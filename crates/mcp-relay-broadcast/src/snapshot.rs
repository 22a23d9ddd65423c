//! Shared cell holding the latest state snapshot

use mcp_relay_core::SnapshotSource;
use parking_lot::RwLock;
use serde_json::Value;

/// Latest known state, written by the service and read by the hub
#[derive(Debug)]
pub struct SnapshotCell {
    value: RwLock<Value>,
}

impl SnapshotCell {
    pub fn new(initial: Value) -> Self {
        Self {
            value: RwLock::new(initial),
        }
    }

    /// Replace the stored snapshot
    pub fn replace(&self, value: Value) {
        *self.value.write() = value;
    }

    pub fn get(&self) -> Value {
        self.value.read().clone()
    }
}

impl Default for SnapshotCell {
    fn default() -> Self {
        Self::new(Value::Null)
    }
}

impl SnapshotSource for SnapshotCell {
    fn snapshot(&self) -> Value {
        self.get()
    }
}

※

■ **Exercise description**
All records must be repeated exactly, with none skipped.

■ **Task answer**
filename crates/mcp-relay-broadcast/src/snapshot.rs
repository 22a23d9ddd65423c
//! Shared cell holding the latest state snapshot

use mcp_relay_core::SnapshotSource;
use parking_lot::RwLock;
use serde_json::Value;

/// Latest known state, written by the service and read by the hub
#[derive(Debug)]
pub struct SnapshotCell {
    value: RwLock<Value>,
}

impl SnapshotCell {
    pub fn new(initial: Value) -> Self {
        Self {
            value: RwLock::new(initial),
        }
    }

    /// Replace the stored snapshot
    pub fn replace(&self, value: Value) {
        *self.value.write() = value;
    }

    pub fn get(&self) -> Value {
        self.value.read().clone()
    }
}

impl Default for SnapshotCell {
    fn default() -> Self {
        Self::new(Value::Null)
    }
}

impl SnapshotSource for SnapshotCell {
    fn snapshot(&self) -> Value {
        self.get()
    }
}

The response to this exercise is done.